Domus 697, settembre 1988

Parallelamente al lavoro nell’atelier Le Corbusier, Lei era membro attivo del “UAM” (Union des Artistes Modernes).
Fu al Salone del 1928 che mi venne l’idea di formare un piccolo gruppo di giovani che esprimesse con il proprio lavoro lo spirito nuovo del macchinismo. Con René Herbst che faceva le sue sedie metalliche, c’erano Djo Bourgeois, Salomon progettista della luce, Fouquet come gioielliere, Jean Puiforcat, ed avemmo molto successo. Così abbiamo chiesto ad altri di aderire al nostro nucleo - ricordo Francis Jourdan, Pierre Chareau - per esporre tutti insieme al grande Salon des Artistes Décorateurs. Ma ci rifiutarono lo spazio dicendo che non si poteva fare un salone dentro al Salon e noi ci siamo ritirati in blocco fondando l’Union des Artistes Modernes. Il nostro scopo era affermare l’unità di tutte le “pluridiscipline” legate all’habitat ed all’uomo: l’urbanistica, l’architettura, i giardini, le attrezzature domestiche, i mobili, i gioielli, l’oreficeria, i tavoli, i tessuti, tutto; a una condizione, quella di avere la volontà di esprimere la nostra epoca con i nuovi materiali di cui disponevamo e secondo una certa etica del nostro tempo, che era un’etica di funzionalità tecnologica, meccanica. Da qui i gioielli di Fouquet che erano piccole macchine, ed un certo purismo che ci faceva selezionare delle cose che ci parevano buone, come i bicchieri da degustazione di Nicolas (una famosa catena di enoteche N.d.T.). Era una multidisciplina ma in una tendenza antidecorativa. Non lavoravamo insieme. Ma ciò che era bello, che non esiste più oggi, era il collegamento di tutte le discipline con l’idea che, con il nostro lavoro, potevamo portare avanti le nostre idee in tutti i campi.

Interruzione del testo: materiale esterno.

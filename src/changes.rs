//! # Change Detection
//!
//! Drift in a store is classified into three disjoint sets: added, changed and
//! deleted. Two sources feed a [`ChangeSet`]:
//!
//! - a hash diff between the previous lock and a fresh snapshot
//!   ([`ChangeSet::between`]), used by `commit`;
//! - the embedded repository's status ([`ChangeDetector`]), which avoids
//!   re-hashing the tree and is used to refuse verification of a dirty store.
//!
//! Only three status codes can legitimately appear in a store that is
//! mutated exclusively through keybank:
//!
//! ```text
//! ?? path   untracked  -> added
//!  M path   modified   -> changed
//!  D path   deleted    -> deleted
//! ```
//!
//! Anything else (staged entries, renames, conflicts) means someone ran git
//! directly inside the store, and is a hard error.

use std::collections::BTreeSet;
use std::fmt;

use crate::error::{KeybankError, Result};
use crate::git::VersionControl;
use crate::hash::Snapshot;

#[derive(Debug, Clone, Default, PartialEq, Eq)]
pub struct ChangeSet {
    pub added: BTreeSet<String>,
    pub changed: BTreeSet<String>,
    pub deleted: BTreeSet<String>,
}

impl ChangeSet {
    /// Classify `current` against `previous`: set difference on paths, digest
    /// comparison on the paths both contain.
    pub fn between(previous: &Snapshot, current: &Snapshot) -> Self {
        let mut changes = ChangeSet::default();

        for (path, hash) in current {
            match previous.get(path) {
                None => {
                    changes.added.insert(path.clone());
                }
                Some(old) if old != hash => {
                    changes.changed.insert(path.clone());
                }
                Some(_) => {}
            }
        }
        for path in previous.keys() {
            if !current.contains_key(path) {
                changes.deleted.insert(path.clone());
            }
        }

        changes
    }

    pub fn is_empty(&self) -> bool {
        self.added.is_empty() && self.changed.is_empty() && self.deleted.is_empty()
    }

    pub fn len(&self) -> usize {
        self.added.len() + self.changed.len() + self.deleted.len()
    }

    /// Merge another change set, re-rooting its paths under `prefix`.
    pub fn extend_prefixed(&mut self, prefix: &str, other: ChangeSet) {
        let prefix = prefix.trim_end_matches('/');
        let reroot = |path: String| format!("{prefix}{path}");
        self.added.extend(other.added.into_iter().map(reroot));
        self.changed.extend(other.changed.into_iter().map(reroot));
        self.deleted.extend(other.deleted.into_iter().map(reroot));
    }
}

impl fmt::Display for ChangeSet {
    fn fmt(&self, f: &mut fmt::Formatter<'_>) -> fmt::Result {
        if self.is_empty() {
            return writeln!(f, "no changes");
        }
        for path in &self.added {
            writeln!(f, "added:   {path}")?;
        }
        for path in &self.changed {
            writeln!(f, "changed: {path}")?;
        }
        for path in &self.deleted {
            writeln!(f, "deleted: {path}")?;
        }
        Ok(())
    }
}

/// Parse two-character status codes (`XY path`) into a [`ChangeSet`].
pub fn parse_status(text: &str) -> Result<ChangeSet> {
    let mut changes = ChangeSet::default();

    for line in text.lines() {
        if line.trim().is_empty() {
            continue;
        }
        let (code, path) = match (line.get(..2), line.get(3..)) {
            (Some(code), Some(path)) if !path.trim().is_empty() => (code, path.trim()),
            _ => {
                return Err(KeybankError::ProtocolViolation {
                    code: line.to_string(),
                    path: String::new(),
                })
            }
        };
        let path = if path.starts_with('/') {
            path.to_string()
        } else {
            format!("/{path}")
        };

        match code {
            "??" => changes.added.insert(path),
            " M" => changes.changed.insert(path),
            " D" => changes.deleted.insert(path),
            _ => {
                return Err(KeybankError::ProtocolViolation {
                    code: code.to_string(),
                    path,
                })
            }
        };
    }

    Ok(changes)
}

/// Classifies drift from the repository's status without hashing the tree.
pub struct ChangeDetector<'a> {
    vcs: &'a dyn VersionControl,
}

impl<'a> ChangeDetector<'a> {
    pub fn new(vcs: &'a dyn VersionControl) -> Self {
        Self { vcs }
    }

    pub fn detect(&self) -> Result<ChangeSet> {
        parse_status(&self.vcs.status()?)
    }

    pub fn has_uncommitted_changes(&self) -> Result<bool> {
        Ok(!self.detect()?.is_empty())
    }
}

Lei o altri artisti del gruppo avete avuto occasione di lavorare per l’industria?
C’era Herbst che lavorava per l’ufficio tecnico dell’Otua (Office Technique pour l’Utilisation de l’Acier); noi collaboravamo con Thonet. Bisogna ricordare che l’epoca non era favorevole alla produzione di questi mobili. Erano considerati come arredi per ospedali, per i bistrots, dunque molto limitati e non interessavano l’industria. E dobbiamo anche ricordare che l’Otua non vendeva al pubblico mentre l’arredamento era nelle mani dei negozi che erano interessati ai mobili d’epoca, alle tappezzerie, ma non certo alla nostra ricerca che avrebbe potuto condurre all’industrializzazione. Ma se fossimo veramente arrivati all’industrializzazione, probabilmente avremmo prodotto altri modelli, perché ci sarebbero stati problemi economici e allo stesso tempo dei procedimenti tecnici particolari. Noi abbiamo fatto fare i nostri mobili da artigiani e non da fabbriche; un’officina avrebbe avuto metodi diversi e dunque il risultato sarebbe stato diverso.

Domus 697, settembre 1988

Non erano molte le donne che lavoravano come Lei in quegli anni, forse solo Eileen Gray. Il fatto di essere una ragazza, non Le ha mai causato problemi?
No, anzi i miei genitori, per quanto potevano, mi hanno sempre aiutata e mi hanno dato la mia libertà. Anche se avevo solo diciotto anni e a quell’epoca proprio non era usuale. Sul lavoro non ho mai avuto ostacoli, tanto più che ero appassionata a ciò che facevo. Il solo momento difficile che posso aver avuto è stato quando Corba mi ha detto che non voleva cuscini, ma è durato un istante. Poi sono entrata nell’atelier, dove eravamo tutti uguali a condizione di lavorare bene. Ciò che contava era la nostra passione, la passione per la nostra epoca e la passione per ciò che facevamo. Credo che le cose si facciano solo con una certa passione, altrimenti non si fanno. Come si svolgeva il lavoro nell’atelier? Voi eravate in tre a progettare i mobili.
Quando sono entrata da Le Corbusier, lui aveva già fatto diversi schizzi dei differenti modi di sedersi, con poltrone grand-relax, poltrone da lavoro, poltrone da ricevimento... Su questa base mi sono messa a lavorare. Fu a quel punto che si scelse il tubo metallico perché era un’ossatura di sostegno semplice, eliminando ogni nozione tradizionale di tappezzeria, ripulendo tutto e usando della tela tesa. Ma se non sbaglio, le sedie e le poltrone a Villa Church e Villa La Roche avevano dei cuscini imbottiti.
Sì, i mobili erano stati studiati con la struttura leggera, ma bisogna dire che Church e La Roche erano persone che desideravano un confort non solo reale ma anche visivo. Ci tenevano al lusso e allora abbiamo aggiunto un piccolo telaio con i cuscini.

Domus 697, settembre 1988

Un oggetto eccezionale per un luogo particolare.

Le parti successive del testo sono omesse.